++++ Given records ++++

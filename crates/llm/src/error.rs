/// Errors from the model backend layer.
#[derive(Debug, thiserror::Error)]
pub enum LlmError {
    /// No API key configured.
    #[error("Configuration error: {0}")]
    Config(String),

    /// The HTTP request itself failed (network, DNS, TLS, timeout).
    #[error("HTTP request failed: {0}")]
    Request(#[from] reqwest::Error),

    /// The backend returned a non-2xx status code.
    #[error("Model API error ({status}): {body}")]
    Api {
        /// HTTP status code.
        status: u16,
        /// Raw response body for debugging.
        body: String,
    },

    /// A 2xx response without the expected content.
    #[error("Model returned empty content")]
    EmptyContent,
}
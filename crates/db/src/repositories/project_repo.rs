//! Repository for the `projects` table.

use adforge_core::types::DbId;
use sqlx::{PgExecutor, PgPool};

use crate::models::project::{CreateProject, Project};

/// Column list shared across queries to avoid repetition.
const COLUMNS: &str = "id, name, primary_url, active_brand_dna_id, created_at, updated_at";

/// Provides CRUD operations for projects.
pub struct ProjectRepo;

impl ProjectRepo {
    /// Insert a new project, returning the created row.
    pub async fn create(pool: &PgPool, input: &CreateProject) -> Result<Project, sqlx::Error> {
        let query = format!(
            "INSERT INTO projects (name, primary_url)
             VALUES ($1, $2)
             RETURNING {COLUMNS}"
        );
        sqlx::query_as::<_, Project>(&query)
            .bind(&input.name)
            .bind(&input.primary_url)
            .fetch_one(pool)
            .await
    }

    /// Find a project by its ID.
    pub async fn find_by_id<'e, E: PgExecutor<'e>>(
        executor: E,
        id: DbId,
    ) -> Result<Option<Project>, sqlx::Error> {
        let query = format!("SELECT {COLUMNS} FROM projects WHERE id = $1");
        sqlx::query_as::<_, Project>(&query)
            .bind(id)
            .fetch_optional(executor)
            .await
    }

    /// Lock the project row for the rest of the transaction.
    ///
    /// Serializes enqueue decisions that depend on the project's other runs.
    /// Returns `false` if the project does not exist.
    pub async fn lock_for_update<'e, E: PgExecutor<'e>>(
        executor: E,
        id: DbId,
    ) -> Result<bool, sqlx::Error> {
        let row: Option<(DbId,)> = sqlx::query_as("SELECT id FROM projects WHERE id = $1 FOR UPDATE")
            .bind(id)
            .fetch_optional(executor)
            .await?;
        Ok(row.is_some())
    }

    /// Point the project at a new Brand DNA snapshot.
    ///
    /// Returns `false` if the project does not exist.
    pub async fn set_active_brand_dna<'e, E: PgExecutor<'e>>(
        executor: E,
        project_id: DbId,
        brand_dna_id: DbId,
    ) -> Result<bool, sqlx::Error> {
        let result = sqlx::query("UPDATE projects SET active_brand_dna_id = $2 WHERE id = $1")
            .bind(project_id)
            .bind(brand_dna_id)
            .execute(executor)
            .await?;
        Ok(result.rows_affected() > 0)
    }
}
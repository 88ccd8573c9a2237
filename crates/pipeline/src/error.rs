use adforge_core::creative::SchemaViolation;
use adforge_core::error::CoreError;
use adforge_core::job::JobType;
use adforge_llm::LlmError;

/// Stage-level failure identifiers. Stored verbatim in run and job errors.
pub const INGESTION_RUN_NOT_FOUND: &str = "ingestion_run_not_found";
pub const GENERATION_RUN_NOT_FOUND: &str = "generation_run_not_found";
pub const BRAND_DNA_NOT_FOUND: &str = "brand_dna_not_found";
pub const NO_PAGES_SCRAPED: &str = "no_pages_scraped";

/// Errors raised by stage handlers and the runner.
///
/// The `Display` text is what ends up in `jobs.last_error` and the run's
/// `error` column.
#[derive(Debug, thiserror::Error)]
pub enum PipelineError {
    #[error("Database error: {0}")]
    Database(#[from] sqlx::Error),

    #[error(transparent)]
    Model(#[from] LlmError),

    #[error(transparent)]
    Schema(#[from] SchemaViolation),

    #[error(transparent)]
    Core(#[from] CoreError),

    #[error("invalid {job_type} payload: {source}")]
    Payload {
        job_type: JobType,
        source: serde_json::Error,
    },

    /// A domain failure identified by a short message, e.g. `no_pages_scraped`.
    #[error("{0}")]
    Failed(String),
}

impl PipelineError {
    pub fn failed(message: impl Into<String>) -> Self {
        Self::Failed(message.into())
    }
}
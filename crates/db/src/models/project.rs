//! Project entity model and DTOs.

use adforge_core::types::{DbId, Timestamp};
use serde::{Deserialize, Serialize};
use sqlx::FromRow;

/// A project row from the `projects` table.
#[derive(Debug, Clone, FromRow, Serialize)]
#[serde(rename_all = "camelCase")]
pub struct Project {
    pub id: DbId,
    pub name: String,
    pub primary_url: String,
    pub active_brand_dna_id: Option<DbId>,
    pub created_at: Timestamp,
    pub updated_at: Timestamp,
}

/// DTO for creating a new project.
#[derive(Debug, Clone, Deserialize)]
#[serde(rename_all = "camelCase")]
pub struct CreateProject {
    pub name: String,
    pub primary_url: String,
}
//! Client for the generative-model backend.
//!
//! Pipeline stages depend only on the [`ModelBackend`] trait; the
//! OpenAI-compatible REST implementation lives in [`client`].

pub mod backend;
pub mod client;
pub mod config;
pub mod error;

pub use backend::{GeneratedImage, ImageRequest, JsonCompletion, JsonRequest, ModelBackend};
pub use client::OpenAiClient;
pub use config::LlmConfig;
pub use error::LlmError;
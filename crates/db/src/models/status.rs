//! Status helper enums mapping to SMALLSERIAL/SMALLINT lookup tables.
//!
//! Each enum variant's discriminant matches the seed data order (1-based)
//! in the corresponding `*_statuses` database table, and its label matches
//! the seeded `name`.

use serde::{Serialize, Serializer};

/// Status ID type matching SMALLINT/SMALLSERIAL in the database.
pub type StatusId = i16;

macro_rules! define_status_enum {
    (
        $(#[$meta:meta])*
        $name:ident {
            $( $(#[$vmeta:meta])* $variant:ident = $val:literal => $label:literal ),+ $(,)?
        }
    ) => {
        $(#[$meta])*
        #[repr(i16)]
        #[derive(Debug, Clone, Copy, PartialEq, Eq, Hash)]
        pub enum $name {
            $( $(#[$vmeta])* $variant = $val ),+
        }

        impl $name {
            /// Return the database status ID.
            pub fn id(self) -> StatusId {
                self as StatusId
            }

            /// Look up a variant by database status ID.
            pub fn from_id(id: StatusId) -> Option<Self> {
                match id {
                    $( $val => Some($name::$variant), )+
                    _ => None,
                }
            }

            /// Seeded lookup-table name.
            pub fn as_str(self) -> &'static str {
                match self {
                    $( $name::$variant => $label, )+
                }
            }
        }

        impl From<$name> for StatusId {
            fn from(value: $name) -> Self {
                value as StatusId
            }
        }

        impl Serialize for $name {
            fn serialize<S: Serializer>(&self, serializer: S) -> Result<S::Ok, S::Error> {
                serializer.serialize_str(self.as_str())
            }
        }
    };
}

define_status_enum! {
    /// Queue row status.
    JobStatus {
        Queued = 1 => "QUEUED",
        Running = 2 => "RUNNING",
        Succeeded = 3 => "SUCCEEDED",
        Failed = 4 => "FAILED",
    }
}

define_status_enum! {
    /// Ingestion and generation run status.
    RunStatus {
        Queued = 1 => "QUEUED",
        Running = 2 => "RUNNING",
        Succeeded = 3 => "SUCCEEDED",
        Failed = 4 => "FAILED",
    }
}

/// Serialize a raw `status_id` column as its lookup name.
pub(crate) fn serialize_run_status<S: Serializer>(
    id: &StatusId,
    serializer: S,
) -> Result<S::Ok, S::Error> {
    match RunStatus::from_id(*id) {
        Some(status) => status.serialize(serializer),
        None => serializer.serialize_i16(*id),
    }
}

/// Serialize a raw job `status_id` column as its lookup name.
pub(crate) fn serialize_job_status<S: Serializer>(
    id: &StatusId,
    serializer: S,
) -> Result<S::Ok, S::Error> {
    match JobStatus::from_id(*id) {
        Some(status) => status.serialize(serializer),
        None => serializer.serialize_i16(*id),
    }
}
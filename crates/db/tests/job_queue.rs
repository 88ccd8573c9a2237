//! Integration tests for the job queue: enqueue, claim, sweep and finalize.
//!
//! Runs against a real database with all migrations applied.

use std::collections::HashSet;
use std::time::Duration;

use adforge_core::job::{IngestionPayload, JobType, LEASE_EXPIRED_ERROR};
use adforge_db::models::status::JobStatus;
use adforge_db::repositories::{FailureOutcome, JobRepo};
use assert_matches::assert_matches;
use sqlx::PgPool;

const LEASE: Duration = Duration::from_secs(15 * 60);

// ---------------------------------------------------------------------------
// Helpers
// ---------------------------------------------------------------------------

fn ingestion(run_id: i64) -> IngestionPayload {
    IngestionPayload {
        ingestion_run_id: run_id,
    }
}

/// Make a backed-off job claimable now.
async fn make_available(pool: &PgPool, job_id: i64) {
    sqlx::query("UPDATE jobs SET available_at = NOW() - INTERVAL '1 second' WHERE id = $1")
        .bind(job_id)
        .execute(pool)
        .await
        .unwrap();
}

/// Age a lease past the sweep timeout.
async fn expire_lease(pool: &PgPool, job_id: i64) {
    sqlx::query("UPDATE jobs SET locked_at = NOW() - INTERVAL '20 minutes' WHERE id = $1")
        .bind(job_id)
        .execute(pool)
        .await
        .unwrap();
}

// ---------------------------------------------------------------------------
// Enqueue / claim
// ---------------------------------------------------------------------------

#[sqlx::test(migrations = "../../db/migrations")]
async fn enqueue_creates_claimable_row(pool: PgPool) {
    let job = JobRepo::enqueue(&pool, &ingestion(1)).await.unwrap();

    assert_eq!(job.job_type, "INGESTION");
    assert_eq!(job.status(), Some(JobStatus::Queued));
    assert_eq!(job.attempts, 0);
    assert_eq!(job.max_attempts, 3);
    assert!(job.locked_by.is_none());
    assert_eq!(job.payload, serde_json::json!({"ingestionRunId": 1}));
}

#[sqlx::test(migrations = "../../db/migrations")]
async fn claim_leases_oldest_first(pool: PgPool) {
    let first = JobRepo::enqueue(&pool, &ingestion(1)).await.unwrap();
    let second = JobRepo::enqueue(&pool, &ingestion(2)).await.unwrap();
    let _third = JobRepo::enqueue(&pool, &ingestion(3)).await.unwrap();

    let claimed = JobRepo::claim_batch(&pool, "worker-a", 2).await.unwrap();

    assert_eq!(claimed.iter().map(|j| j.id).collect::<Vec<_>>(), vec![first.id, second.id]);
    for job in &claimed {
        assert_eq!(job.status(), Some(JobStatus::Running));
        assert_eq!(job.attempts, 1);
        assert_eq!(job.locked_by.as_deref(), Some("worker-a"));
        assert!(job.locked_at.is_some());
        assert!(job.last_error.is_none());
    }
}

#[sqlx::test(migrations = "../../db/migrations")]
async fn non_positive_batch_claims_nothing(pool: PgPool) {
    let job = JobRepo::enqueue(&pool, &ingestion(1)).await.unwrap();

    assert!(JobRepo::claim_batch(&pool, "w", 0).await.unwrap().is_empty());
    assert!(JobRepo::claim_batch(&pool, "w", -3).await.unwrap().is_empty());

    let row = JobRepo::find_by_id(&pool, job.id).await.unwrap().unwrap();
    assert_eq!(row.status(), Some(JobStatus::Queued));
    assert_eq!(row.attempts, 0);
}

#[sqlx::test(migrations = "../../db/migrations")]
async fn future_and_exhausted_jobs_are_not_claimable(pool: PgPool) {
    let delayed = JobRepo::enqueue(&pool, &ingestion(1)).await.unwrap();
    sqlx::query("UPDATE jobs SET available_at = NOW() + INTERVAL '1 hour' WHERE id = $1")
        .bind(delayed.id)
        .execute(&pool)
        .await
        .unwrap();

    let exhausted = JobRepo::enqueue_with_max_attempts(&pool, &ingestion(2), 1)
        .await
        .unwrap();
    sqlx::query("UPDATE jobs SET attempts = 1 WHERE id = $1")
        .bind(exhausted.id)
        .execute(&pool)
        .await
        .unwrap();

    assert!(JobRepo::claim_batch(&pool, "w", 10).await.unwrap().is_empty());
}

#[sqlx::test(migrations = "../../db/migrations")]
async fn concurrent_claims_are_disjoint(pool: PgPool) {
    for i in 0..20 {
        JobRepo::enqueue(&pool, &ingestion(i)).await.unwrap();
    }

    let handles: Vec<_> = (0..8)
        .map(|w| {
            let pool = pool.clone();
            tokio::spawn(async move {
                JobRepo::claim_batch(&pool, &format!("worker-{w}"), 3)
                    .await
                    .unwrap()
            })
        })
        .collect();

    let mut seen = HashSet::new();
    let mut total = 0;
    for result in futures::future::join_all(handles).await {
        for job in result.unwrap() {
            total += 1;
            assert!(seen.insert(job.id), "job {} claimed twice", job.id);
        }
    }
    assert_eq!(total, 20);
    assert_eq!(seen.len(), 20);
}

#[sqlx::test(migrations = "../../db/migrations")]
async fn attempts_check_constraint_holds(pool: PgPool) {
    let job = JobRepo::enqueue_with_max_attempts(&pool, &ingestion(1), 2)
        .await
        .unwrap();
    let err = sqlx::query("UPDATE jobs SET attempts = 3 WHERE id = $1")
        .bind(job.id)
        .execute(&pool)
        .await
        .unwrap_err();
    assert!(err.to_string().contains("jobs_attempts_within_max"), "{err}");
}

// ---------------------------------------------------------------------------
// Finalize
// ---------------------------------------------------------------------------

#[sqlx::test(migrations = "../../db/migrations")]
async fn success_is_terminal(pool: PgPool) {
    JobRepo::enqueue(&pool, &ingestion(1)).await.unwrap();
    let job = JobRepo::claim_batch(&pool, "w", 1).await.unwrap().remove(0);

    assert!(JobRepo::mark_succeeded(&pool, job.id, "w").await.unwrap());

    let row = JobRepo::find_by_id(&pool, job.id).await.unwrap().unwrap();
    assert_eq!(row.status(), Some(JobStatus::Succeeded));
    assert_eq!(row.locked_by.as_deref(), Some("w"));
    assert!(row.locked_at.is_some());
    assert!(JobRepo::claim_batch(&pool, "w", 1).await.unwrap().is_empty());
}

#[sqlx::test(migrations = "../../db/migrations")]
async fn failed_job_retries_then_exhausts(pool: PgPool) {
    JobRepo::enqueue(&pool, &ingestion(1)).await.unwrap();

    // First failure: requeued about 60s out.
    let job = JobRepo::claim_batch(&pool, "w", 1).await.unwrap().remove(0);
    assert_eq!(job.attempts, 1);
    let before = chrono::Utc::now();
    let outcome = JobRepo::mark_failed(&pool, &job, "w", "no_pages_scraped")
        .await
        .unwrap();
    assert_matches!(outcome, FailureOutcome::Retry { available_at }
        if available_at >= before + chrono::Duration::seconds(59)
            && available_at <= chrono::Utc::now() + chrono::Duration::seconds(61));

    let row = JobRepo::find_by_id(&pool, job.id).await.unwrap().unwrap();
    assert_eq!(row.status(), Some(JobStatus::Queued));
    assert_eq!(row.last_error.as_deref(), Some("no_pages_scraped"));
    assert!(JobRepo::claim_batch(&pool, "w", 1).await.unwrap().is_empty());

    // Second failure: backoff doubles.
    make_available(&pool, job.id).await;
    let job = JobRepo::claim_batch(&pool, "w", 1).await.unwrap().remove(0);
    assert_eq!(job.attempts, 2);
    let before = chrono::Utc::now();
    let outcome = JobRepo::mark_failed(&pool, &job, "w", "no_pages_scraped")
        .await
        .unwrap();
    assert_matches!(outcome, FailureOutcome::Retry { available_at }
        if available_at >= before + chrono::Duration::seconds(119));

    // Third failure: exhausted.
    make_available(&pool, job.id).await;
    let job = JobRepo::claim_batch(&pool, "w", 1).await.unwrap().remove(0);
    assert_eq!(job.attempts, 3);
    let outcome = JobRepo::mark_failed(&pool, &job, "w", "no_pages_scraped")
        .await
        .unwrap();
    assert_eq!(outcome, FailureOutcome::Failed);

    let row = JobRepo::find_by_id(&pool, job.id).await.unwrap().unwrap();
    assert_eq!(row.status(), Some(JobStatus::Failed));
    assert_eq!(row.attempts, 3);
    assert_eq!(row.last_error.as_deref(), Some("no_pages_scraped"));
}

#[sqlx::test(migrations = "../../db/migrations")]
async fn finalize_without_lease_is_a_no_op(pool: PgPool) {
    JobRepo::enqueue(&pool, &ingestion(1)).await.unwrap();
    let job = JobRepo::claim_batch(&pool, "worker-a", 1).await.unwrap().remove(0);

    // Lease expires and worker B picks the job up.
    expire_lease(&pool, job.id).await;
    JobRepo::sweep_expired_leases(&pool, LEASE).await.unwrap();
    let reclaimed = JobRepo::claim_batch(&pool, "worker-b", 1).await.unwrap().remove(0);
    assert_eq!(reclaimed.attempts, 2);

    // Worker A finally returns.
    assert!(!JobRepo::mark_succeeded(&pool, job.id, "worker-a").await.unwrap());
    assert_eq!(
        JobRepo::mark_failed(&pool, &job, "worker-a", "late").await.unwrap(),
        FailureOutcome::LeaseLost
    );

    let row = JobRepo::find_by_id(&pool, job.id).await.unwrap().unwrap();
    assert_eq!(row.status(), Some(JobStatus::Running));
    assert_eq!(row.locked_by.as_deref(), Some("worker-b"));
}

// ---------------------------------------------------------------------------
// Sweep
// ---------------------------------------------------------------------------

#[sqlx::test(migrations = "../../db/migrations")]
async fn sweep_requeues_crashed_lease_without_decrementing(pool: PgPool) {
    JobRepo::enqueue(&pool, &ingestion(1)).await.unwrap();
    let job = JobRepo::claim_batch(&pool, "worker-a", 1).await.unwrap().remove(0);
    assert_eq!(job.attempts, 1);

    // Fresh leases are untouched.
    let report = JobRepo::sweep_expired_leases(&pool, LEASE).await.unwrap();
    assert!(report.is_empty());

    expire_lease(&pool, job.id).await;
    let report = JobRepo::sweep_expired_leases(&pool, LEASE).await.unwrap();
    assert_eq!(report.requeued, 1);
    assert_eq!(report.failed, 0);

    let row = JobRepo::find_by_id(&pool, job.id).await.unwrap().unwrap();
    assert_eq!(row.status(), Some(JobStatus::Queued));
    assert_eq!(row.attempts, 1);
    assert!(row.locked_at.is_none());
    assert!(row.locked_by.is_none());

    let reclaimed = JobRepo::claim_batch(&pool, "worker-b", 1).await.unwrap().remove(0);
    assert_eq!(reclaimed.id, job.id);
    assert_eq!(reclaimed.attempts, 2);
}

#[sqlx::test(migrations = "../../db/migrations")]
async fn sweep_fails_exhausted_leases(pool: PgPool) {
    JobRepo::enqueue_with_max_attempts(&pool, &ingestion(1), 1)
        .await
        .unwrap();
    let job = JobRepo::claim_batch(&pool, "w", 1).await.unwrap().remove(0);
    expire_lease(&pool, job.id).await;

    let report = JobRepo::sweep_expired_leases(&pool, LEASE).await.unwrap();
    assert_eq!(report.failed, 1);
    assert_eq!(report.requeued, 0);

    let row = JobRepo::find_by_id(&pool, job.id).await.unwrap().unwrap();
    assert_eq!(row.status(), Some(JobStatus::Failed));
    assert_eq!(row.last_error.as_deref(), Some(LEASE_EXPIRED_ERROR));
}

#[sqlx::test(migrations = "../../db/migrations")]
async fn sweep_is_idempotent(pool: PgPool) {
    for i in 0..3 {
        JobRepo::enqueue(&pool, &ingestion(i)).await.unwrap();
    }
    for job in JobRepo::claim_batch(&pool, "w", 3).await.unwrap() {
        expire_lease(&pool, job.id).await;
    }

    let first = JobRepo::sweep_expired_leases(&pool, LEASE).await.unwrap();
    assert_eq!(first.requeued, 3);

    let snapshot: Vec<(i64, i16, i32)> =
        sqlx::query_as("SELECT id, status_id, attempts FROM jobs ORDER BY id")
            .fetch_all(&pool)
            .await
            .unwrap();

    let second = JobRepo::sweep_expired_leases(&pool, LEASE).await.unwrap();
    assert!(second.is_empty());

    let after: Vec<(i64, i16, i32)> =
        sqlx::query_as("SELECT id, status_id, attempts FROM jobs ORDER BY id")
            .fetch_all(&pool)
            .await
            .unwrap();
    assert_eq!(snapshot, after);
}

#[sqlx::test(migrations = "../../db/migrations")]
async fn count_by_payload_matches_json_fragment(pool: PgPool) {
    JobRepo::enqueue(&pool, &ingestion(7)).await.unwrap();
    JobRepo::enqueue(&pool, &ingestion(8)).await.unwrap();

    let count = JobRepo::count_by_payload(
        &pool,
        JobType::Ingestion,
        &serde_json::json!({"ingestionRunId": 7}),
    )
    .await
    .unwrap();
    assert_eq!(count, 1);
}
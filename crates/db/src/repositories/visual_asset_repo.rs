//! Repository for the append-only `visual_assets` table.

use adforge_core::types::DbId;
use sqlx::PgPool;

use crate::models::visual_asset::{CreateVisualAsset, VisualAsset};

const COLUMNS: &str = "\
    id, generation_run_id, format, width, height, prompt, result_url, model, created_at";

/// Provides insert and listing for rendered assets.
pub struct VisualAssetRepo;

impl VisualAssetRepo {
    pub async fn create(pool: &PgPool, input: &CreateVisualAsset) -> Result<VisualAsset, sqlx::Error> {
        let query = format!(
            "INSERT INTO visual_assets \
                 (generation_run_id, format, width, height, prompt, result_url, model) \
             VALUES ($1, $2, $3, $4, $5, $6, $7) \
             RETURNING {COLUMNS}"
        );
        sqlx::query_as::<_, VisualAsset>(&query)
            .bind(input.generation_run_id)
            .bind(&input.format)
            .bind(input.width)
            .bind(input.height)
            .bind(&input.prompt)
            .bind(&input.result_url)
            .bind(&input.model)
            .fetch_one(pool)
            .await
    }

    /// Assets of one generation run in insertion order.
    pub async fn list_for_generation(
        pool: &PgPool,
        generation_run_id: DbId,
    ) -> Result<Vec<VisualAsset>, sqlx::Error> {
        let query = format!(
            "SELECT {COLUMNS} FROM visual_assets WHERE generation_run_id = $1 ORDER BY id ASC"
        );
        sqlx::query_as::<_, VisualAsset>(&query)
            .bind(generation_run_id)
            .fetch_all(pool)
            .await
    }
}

++++

Write out exactly the lines that fall from the line with "- INTERVAL '1" to the line with "Enqueue / claim" in the records above, keeping both ends.

Expected answer:
    sqlx::query("UPDATE jobs SET available_at = NOW() - INTERVAL '1 second' WHERE id = $1")
        .bind(job_id)
        .execute(pool)
        .await
        .unwrap();
}

/// Age a lease past the sweep timeout.
async fn expire_lease(pool: &PgPool, job_id: i64) {
    sqlx::query("UPDATE jobs SET locked_at = NOW() - INTERVAL '20 minutes' WHERE id = $1")
        .bind(job_id)
        .execute(pool)
        .await
        .unwrap();
}

// ---------------------------------------------------------------------------
// Enqueue / claim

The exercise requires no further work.